In calculus, the concept of "invoking" a function (as in imperative programming languages, or something like the lambda calculus from Computer Science) does not exist. Since the formalization of calculus via set theory, $f$ is identified with a set; specifically, a binary relation. We can define many functions by a calculation (i.e. $f(x)=x^2$), but that is just an intuitive/naive definition (which is more than good enough in very many cases). Under the hood, it's sets all the way down.

What is not clear for me is whether it is possible to use the same notation for the empty function; even if you were to invoke one as 𝑓(), how do you know which element of the co-domain 𝑋 you obtain?

If you wish to use the function, you would never write it as $f()$, but as either $f$ (to talk about the function as a whole) or $f(x)$ (to talk about which value $f$ maps the variable $x$ to). $x$ here is akin to the variable name you would use in the "head" of a function definition in a programming language. Even if you know that there can never be a legal value supplied when calling your programming-language-function, syntactically you would still have to write it down. The same is true for the function syntax in maths.

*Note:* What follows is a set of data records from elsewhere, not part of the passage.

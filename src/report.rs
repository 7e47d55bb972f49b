use std::collections::BTreeMap;

use crate::dispatcher::UploadMode;
use crate::file::UploadFile;
use crate::notification::{Notification, NotificationCode};

/// A field slot in the decoded body.
///
/// Repeated field names promote the slot from a single value to an ordered
/// list: the first occurrence is `Text`, a second occurrence turns the slot
/// into a two-element `List`, subsequent occurrences append. Consumers rely
/// on this exact shape.
#[derive(Debug, Clone, PartialEq, Eq)]
pub enum FieldValue {
    /// The field occurred once.
    Text(String),
    /// The field occurred more than once; values in submission order.
    List(Vec<String>),
}

impl FieldValue {
    pub(crate) fn push(&mut self, value: String) {
        match self {
            FieldValue::Text(first) => {
                let first = std::mem::take(first);
                *self = FieldValue::List(vec![first, value]);
            }
            FieldValue::List(values) => values.push(value),
        }
    }

    /// The value, if the field occurred exactly once.
    pub fn as_text(&self) -> Option<&str> {
        match self {
            FieldValue::Text(value) => Some(value),
            FieldValue::List(_) => None,
        }
    }

    /// All occurrences in submission order.
    pub fn values(&self) -> Vec<&str> {
        match self {
            FieldValue::Text(value) => vec![value.as_str()],
            FieldValue::List(values) => values.iter().map(|v| v.as_str()).collect(),
        }
    }
}

/// The stored files, shaped by the configured upload mode.
#[derive(Debug)]
pub enum FilesOutcome {
    /// `none` mode: no file is ever accepted.
    None,
    /// `single` mode: at most one file for the configured field.
    Single(Option<UploadFile>),
    /// `array` mode: files for one field name, in submission order.
    Array(Vec<UploadFile>),
    /// `fields` mode: per-field-name ordered file lists.
    Fields(BTreeMap<String, Vec<UploadFile>>),
    /// `any` mode: every file, in submission order.
    Any(Vec<UploadFile>),
}

impl FilesOutcome {
    /// Every stored file in submission order, regardless of shape.
    pub fn all(&self) -> Vec<&UploadFile> {
        match self {
            FilesOutcome::None => Vec::new(),
            FilesOutcome::Single(file) => file.iter().collect(),
            FilesOutcome::Array(files) | FilesOutcome::Any(files) => files.iter().collect(),
            FilesOutcome::Fields(map) => map.values().flatten().collect(),
        }
    }
}

/// Everything a collaborator reads off the request once decoding finished:
/// the body map, the stored files and the ordered notification sequence.
#[derive(Debug)]
pub struct FormReport {
    /// Field name → value(s).
    pub body: BTreeMap<String, FieldValue>,
    /// Stored files, shaped per the configured mode.
    pub files: FilesOutcome,
    /// Non-fatal conditions, in record order.
    pub notifications: Vec<Notification>,
}

impl FormReport {
    /// Whether a notification with the given code was recorded.
    pub fn has_notification(&self, code: NotificationCode) -> bool {
        self.notifications.iter().any(|n| n.code == code)
    }
}

/// Shapes the accumulated file list into the mode's output contract. Pure
/// and synchronous; runs only once every pending storage write has resolved.
pub(crate) fn finalize(
    mode: &UploadMode,
    files: Vec<UploadFile>,
    body: BTreeMap<String, FieldValue>,
    notifications: Vec<Notification>,
) -> FormReport {
    let files = match mode {
        UploadMode::None => FilesOutcome::None,
        UploadMode::Single { .. } => FilesOutcome::Single(files.into_iter().next()),
        UploadMode::Array { .. } => FilesOutcome::Array(files),
        UploadMode::Fields { .. } => {
            let mut map: BTreeMap<String, Vec<UploadFile>> = BTreeMap::new();
            for file in files {
                map.entry(file.field_name.clone()).or_default().push(file);
            }
            FilesOutcome::Fields(map)
        }
        UploadMode::Any => FilesOutcome::Any(files),
    };

    FormReport {
        body,
        files,
        notifications,
    }
}
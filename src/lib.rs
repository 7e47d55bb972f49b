//! A streaming `multipart/form-data` decoder and upload dispatcher.
//!
//! The body of a request is parsed incrementally into named fields and named
//! files without ever buffering the whole body in memory: the
//! [`BoundaryStreamParser`] locates boundary delimiters even when they are
//! split across I/O chunks, the [`PartDispatcher`] classifies every part,
//! enforces [`Limits`] and routes file payloads to a pluggable
//! [`StorageEngine`], and the mode finalizer shapes the result into a
//! [`FormReport`] once every pending storage write has resolved.
//!
//! Limit violations, filter rejections and storage failures are soft: they
//! become [`Notification`]s scoped to the offending part, and parsing always
//! resumes at the next delimiter.
//!
//! # Examples
//!
//! ```
//! use std::convert::Infallible;
//!
//! use bytes::Bytes;
//! use futures_util::stream::once;
//! use uploadify::Uploadify;
//!
//! # async fn run() {
//! let data = "--X-BOUNDARY\r\nContent-Disposition: form-data; name=\"msg\"\r\n\r\nhello\r\n--X-BOUNDARY--\r\n";
//! let stream = once(async move { Result::<Bytes, Infallible>::Ok(Bytes::from(data)) });
//!
//! let upload = Uploadify::builder().build();
//! let report = upload.any().dispatch(stream, "X-BOUNDARY").await;
//!
//! assert_eq!(report.body["msg"].as_text(), Some("hello"));
//! # }
//! # tokio::runtime::Runtime::new().unwrap().block_on(run());
//! ```

pub use dispatcher::{FieldSpec, FileFilter, FilterVerdict, PartDispatcher, Uploadify, UploadifyBuilder};
pub use error::Error;
pub use file::{FileInfo, PartStream, UploadFile};
pub use limits::Limits;
pub use notification::{Notification, NotificationCode};
pub use parser::{BoundaryStreamParser, FieldEvent, ParseEvent, PartHeaders};
pub use report::{FieldValue, FilesOutcome, FormReport};
pub use storage::{DiskStorage, FileRecord, MemoryStorage, StorageEngine, Stored};

mod constants;
mod content_disposition;
mod dispatcher;
mod error;
mod file;
mod helpers;
mod limits;
mod notification;
mod parser;
mod report;
mod storage;

/// A Result type often returned from methods that can have `uploadify`
/// errors.
pub type Result<T> = std::result::Result<T, Error>;

/// Parses the `Content-Type` header to extract the boundary value.
///
/// The boundary parameter may be quoted; the `mime` parser handles both
/// forms.
pub fn parse_boundary<T: AsRef<str>>(content_type: T) -> crate::Result<String> {
    let m = content_type
        .as_ref()
        .parse::<mime::Mime>()
        .map_err(Error::DecodeContentType)?;

    if !(m.type_() == mime::MULTIPART_FORM_DATA.type_() && m.subtype() == mime::MULTIPART_FORM_DATA.subtype()) {
        return Err(Error::NoMultipart);
    }

    m.get_param(mime::BOUNDARY)
        .map(|name| name.as_str().to_owned())
        .ok_or(Error::NoBoundary)
}

#[cfg(test)]
mod tests {
    use super::*;

    #[test]
    fn test_parse_boundary() {
        let content_type = "multipart/form-data; boundary=ABCDEFG";
        assert_eq!(parse_boundary(content_type), Ok("ABCDEFG".to_owned()));

        let content_type = "multipart/form-data; boundary=------ABCDEFG";
        assert_eq!(parse_boundary(content_type), Ok("------ABCDEFG".to_owned()));

        let content_type = "multipart/form-data; boundary=\"quoted token\"";
        assert_eq!(parse_boundary(content_type), Ok("quoted token".to_owned()));

        let content_type = "boundary=------ABCDEFG";
        assert!(parse_boundary(content_type).is_err());

        let content_type = "text/plain";
        assert!(parse_boundary(content_type).is_err());

        let content_type = "text/plain; boundary=------ABCDEFG";
        assert!(parse_boundary(content_type).is_err());
    }
}
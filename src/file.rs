use std::pin::Pin;
use std::task::{Context, Poll};

use bytes::Bytes;
use futures_util::stream::Stream;
use tokio::sync::mpsc;

use crate::storage::Stored;

/// Pre-storage metadata of a file part, handed to the file filter and to the
/// storage engine before any body byte is consumed.
#[derive(Debug, Clone)]
pub struct FileInfo {
    /// The `name` parameter of the part's `Content-Disposition`.
    pub field_name: Option<String>,
    /// The `filename` parameter of the part's `Content-Disposition`.
    pub file_name: String,
    /// The part's `Content-Type`, if any.
    pub content_type: Option<mime::Mime>,
    /// The part's `Content-Transfer-Encoding`, defaulting to `7bit`.
    pub encoding: String,
}

/// A fully stored file, immutable once built.
#[derive(Debug, Clone)]
pub struct UploadFile {
    /// The field name the file arrived under.
    pub field_name: String,
    /// The original file name from the client.
    pub original_name: String,
    /// The part's transfer encoding.
    pub encoding: String,
    /// The part's `Content-Type`, if any.
    pub content_type: Option<mime::Mime>,
    /// Number of body bytes stored.
    pub size: u64,
    /// Storage-specific identity (path on disk, buffer in memory, ...).
    pub stored: Stored,
}

/// The byte stream of a single file part, as handed to a
/// [`StorageEngine`](crate::StorageEngine).
///
/// This is the pass-through buffer between the parser and storage: the
/// dispatcher pushes body bytes in as it drains the wire, the engine pulls
/// them out at its own pace. The `file_size` limit is enforced upstream of
/// this stream, so memory-backed engines are protected even when they drain
/// slower than the source delivers.
pub struct PartStream {
    rx: mpsc::UnboundedReceiver<crate::Result<Bytes>>,
}

impl PartStream {
    pub(crate) fn new(rx: mpsc::UnboundedReceiver<crate::Result<Bytes>>) -> PartStream {
        PartStream { rx }
    }
}

impl Stream for PartStream {
    type Item = crate::Result<Bytes>;

    fn poll_next(mut self: Pin<&mut Self>, cx: &mut Context<'_>) -> Poll<Option<Self::Item>> {
        self.rx.poll_recv(cx)
    }
}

$f(x)$ is well-defined for all $x\in\emptyset$, and undefined for all $x\not\in\emptyset$. Talking about $x\in\emptyset$ is perfectly fine in the context of logic statements like $\forall x \in \emptyset ...$ or $\exists x\in\emptyset ...$.

Check out the formal definition of functions on Wikipedia. In each of the three steps, every set is empty (i.e., the domain $X=\emptyset$, therefore the relation $\emptyset=R \subset X\times Y=\emptyset$), all $\forall$'s are automatically "true" and all $\exists$'s automatically "false" (by definition/axiom).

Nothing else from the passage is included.